Interest in Ultra-wideband (UWB) has surged since the FCC's approval of a First Report and Order in February 2002 which provides spectrum for the use of UWB in various application areas. Because of the extremely large bandwidth UWB is currently being touted as a solution for high data rate, short-range wireless networks. An integral part of designing systems for this application or any application is an understanding of the statistical nature of the wireless UWB channel. This thesis presents statistical characterizations for the large and small scale indoor channel. Specifically, for large scale modeling channel frequency dependence is investigated in order to justify the application of traditional narrowband path loss models to UWB signals. Average delay statistics and their distributions are also presented for small scale channel modeling.
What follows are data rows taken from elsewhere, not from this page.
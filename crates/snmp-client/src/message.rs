//! Protocol data units and community (v1/v2c) messages

use crate::ber::{self, tag, Reader};
use crate::error::SnmpError;
use crate::oid::Oid;
use crate::value::VarBind;

/// msgVersion of SNMPv1
pub const VERSION_1: i64 = 0;
/// msgVersion of SNMPv2c
pub const VERSION_2C: i64 = 1;
/// msgVersion of SNMPv3
pub const VERSION_3: i64 = 3;

/// PDU kinds a manager sends or receives
#[derive(Debug, Clone, Copy, PartialEq, Eq)]
pub enum PduType {
    /// GetRequest-PDU
    Get,
    /// GetNextRequest-PDU
    GetNext,
    /// Response-PDU
    Response,
    /// SetRequest-PDU
    Set,
    /// GetBulkRequest-PDU
    GetBulk,
    /// Report-PDU
    Report,
}

impl PduType {
    /// Context-specific constructed tag
    pub fn tag(self) -> u8 {
        match self {
            PduType::Get => 0xa0,
            PduType::GetNext => 0xa1,
            PduType::Response => 0xa2,
            PduType::Set => 0xa3,
            PduType::GetBulk => 0xa5,
            PduType::Report => 0xa8,
        }
    }

    /// Inverse of [`PduType::tag`]
    pub fn from_tag(value: u8) -> Option<Self> {
        match value {
            0xa0 => Some(PduType::Get),
            0xa1 => Some(PduType::GetNext),
            0xa2 => Some(PduType::Response),
            0xa3 => Some(PduType::Set),
            0xa5 => Some(PduType::GetBulk),
            0xa8 => Some(PduType::Report),
            _ => None,
        }
    }
}

/// A PDU.
///
/// For GETBULK the two status fields carry non-repeaters and
/// max-repetitions instead, as on the wire.
#[derive(Debug, Clone, PartialEq, Eq)]
pub struct Pdu {
    /// PDU kind
    pub pdu_type: PduType,
    /// request-id
    pub request_id: i32,
    /// error-status, or non-repeaters
    pub error_status: i64,
    /// error-index, or max-repetitions
    pub error_index: i64,
    /// variable-bindings
    pub varbinds: Vec<VarBind>,
}

impl Pdu {
    /// GetRequest for `oids`
    pub fn get(request_id: i32, oids: &[Oid]) -> Self {
        Self::read(PduType::Get, request_id, oids)
    }

    /// GetNextRequest for `oids`
    pub fn get_next(request_id: i32, oids: &[Oid]) -> Self {
        Self::read(PduType::GetNext, request_id, oids)
    }

    /// GetBulkRequest for `oids`
    pub fn get_bulk(request_id: i32, non_repeaters: i64, max_repetitions: i64, oids: &[Oid]) -> Self {
        Self {
            pdu_type: PduType::GetBulk,
            request_id,
            error_status: non_repeaters,
            error_index: max_repetitions,
            varbinds: oids.iter().cloned().map(VarBind::null).collect(),
        }
    }

    /// SetRequest carrying `varbinds`
    pub fn set(request_id: i32, varbinds: Vec<VarBind>) -> Self {
        Self {
            pdu_type: PduType::Set,
            request_id,
            error_status: 0,
            error_index: 0,
            varbinds,
        }
    }

    fn read(pdu_type: PduType, request_id: i32, oids: &[Oid]) -> Self {
        Self {
            pdu_type,
            request_id,
            error_status: 0,
            error_index: 0,
            varbinds: oids.iter().cloned().map(VarBind::null).collect(),
        }
    }

    /// Append the PDU TLV
    pub fn encode(&self, out: &mut Vec<u8>) {
        let mut body = Vec::new();
        ber::push_tlv(&mut body, tag::INTEGER, &ber::integer_content(i64::from(self.request_id)));
        ber::push_tlv(&mut body, tag::INTEGER, &ber::integer_content(self.error_status));
        ber::push_tlv(&mut body, tag::INTEGER, &ber::integer_content(self.error_index));
        let mut list = Vec::new();
        for varbind in &self.varbinds {
            varbind.encode(&mut list);
        }
        ber::push_tlv(&mut body, tag::SEQUENCE, &list);
        ber::push_tlv(out, self.pdu_type.tag(), &body);
    }

    /// Decode the next TLV of `reader` as a PDU
    pub fn read_from(reader: &mut Reader<'_>) -> Result<Pdu, SnmpError> {
        let (pdu_tag, content) = reader.read_tlv()?;
        let pdu_type = PduType::from_tag(pdu_tag)
            .ok_or_else(|| SnmpError::decode(format!("unexpected PDU tag 0x{pdu_tag:02x}")))?;

        let mut body = Reader::new(content);
        let raw_id = body.read_integer("request-id")?;
        let request_id = i32::try_from(raw_id)
            .map_err(|_| SnmpError::decode(format!("request-id {raw_id} out of range")))?;
        let error_status = body.read_integer("error-status")?;
        let error_index = body.read_integer("error-index")?;

        let mut list = body.read_sequence("variable-bindings")?;
        let mut varbinds = Vec::new();
        while !list.is_empty() {
            varbinds.push(VarBind::decode(list.expect(tag::SEQUENCE, "varbind")?)?);
        }

        Ok(Pdu {
            pdu_type,
            request_id,
            error_status,
            error_index,
            varbinds,
        })
    }

    /// Turn a non-zero error-status into an error
    pub fn check_error(&self) -> Result<(), SnmpError> {
        if self.error_status == 0 {
            return Ok(());
        }
        Err(SnmpError::Agent {
            status: self.error_status,
            name: error_status_name(self.error_status),
            index: self.error_index,
        })
    }
}

/// error-status 2, the v1 way of saying an object does not exist
pub const NO_SUCH_NAME: i64 = 2;

/// RFC 3416 name of an error-status value
pub fn error_status_name(status: i64) -> &'static str {
    match status {
        0 => "noError",
        1 => "tooBig",
        2 => "noSuchName",
        3 => "badValue",
        4 => "readOnly",
        5 => "genErr",
        6 => "noAccess",
        7 => "wrongType",
        8 => "wrongLength",
        9 => "wrongEncoding",
        10 => "wrongValue",
        11 => "noCreation",
        12 => "inconsistentValue",
        13 => "resourceUnavailable",
        14 => "commitFailed",
        15 => "undoFailed",
        16 => "authorizationError",
        17 => "notWritable",
        18 => "inconsistentName",
        _ => "unknownError",
    }
}

/// A decoded v1/v2c message
#[derive(Debug, Clone, PartialEq, Eq)]
pub struct CommunityMessage {
    /// msgVersion (0 or 1)
    pub version: i64,
    /// Community string
    pub community: Vec<u8>,
    /// Payload
    pub pdu: Pdu,
}

impl CommunityMessage {
    /// Encode `SEQUENCE { version, community, pdu }`
    pub fn encode(&self) -> Vec<u8> {
        let mut content = Vec::new();
        ber::push_tlv(&mut content, tag::INTEGER, &ber::integer_content(self.version));
        ber::push_tlv(&mut content, tag::OCTET_STRING, &self.community);
        self.pdu.encode(&mut content);
        let mut out = Vec::with_capacity(content.len() + 4);
        ber::push_tlv(&mut out, tag::SEQUENCE, &content);
        out
    }

    /// Decode a received datagram
    pub fn decode(data: &[u8]) -> Result<CommunityMessage, SnmpError> {
        let mut outer = Reader::new(data);
        let mut message = outer.read_sequence("message")?;
        let version = message.read_integer("msgVersion")?;
        if version != VERSION_1 && version != VERSION_2C {
            return Err(SnmpError::decode(format!("unexpected msgVersion {version}")));
        }
        let community = message.read_octets("community")?.to_vec();
        let pdu = Pdu::read_from(&mut message)?;
        Ok(CommunityMessage {
            version,
            community,
            pdu,
        })
    }
}

#[cfg(test)]
mod tests {
    use super::*;
    use crate::value::Value;

    #[test]
    fn test_encodes_a_v2c_get_byte_for_byte() {
        let oid: Oid = "1.3.6.1.2.1.1.1.0".parse().unwrap();
        let message = CommunityMessage {
            version: VERSION_2C,
            community: b"public".to_vec(),
            pdu: Pdu::get(1, &[oid]),
        };
        let expected: Vec<u8> = vec![
            0x30, 0x26, 0x02, 0x01, 0x01, 0x04, 0x06, b'p', b'u', b'b', b'l', b'i', b'c', 0xa0,
            0x19, 0x02, 0x01, 0x01, 0x02, 0x01, 0x00, 0x02, 0x01, 0x00, 0x30, 0x0e, 0x30, 0x0c,
            0x06, 0x08, 0x2b, 0x06, 0x01, 0x02, 0x01, 0x01, 0x01, 0x00, 0x05, 0x00,
        ];
        assert_eq!(message.encode(), expected);
        assert_eq!(CommunityMessage::decode(&expected).unwrap(), message);
    }

    #[test]
    fn test_set_response_with_error_status_is_reported() {
        let oid: Oid = "1.3.6.1.2.1.17.7.1.4.3.1.5.100".parse().unwrap();
        let mut pdu = Pdu::set(7, vec![VarBind::new(oid, Value::Integer(4))]);
        pdu.pdu_type = PduType::Response;
        pdu.error_status = 17;
        pdu.error_index = 1;
        let err = pdu.check_error().unwrap_err();
        assert!(err.to_string().contains("notWritable"), "{err}");
    }

    #[test]
    fn test_rejects_v3_in_community_decoder() {
        let message = CommunityMessage {
            version: VERSION_3,
            community: Vec::new(),
            pdu: Pdu::get(1, &[]),
        };
        assert!(CommunityMessage::decode(&message.encode()).is_err());
    }
}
The thesis also investigates narrowband interference cancellation. To protect legacy narrowband systems the FCC requires any UWB transmission to maintain a very low power spectral density. However, a UWB system may therefore be hampered by the presence of a higher power narrowband signal. Narrowband interferers have a much greater power spectral density than UWB signals and can negatively affect signal acquisition, demodulation, and ultimately lead to poor bit error performance. It is therefore desirable to mitigate any in-band narrowband interference. If the interferer's frequency is known then it may simply be removed using a notched filter. It is however of more interest to develop an adaptive solution capable of canceling interference at any frequency across the band. Solutions which are applied in the analog front end are preferable to digital backend solutions since the latter require extremely high rate sampling. The thesis therefore discusses two analog front-end interference cancellation techniques. The first technique digitally estimates the narrowband interference (this is possible because the UWB signal is not being sampled) and produces an RF estimate to perform the narrowband cancellation in the analog domain. Two estimation techniques, an LMS algorithm and a transversal filter, are compared according to their error performances. The second solution performs real-time Fourier analysis using transform domain processing. The signal is converted to the frequency domain using chirp Fourier transforms and filtered according to the UWB spectrum. This technique is also characterized in terms of bit error rate performance. Further discussion is provided on chirp filter bandwidths, center frequencies, and the applicability of the technology to UWB.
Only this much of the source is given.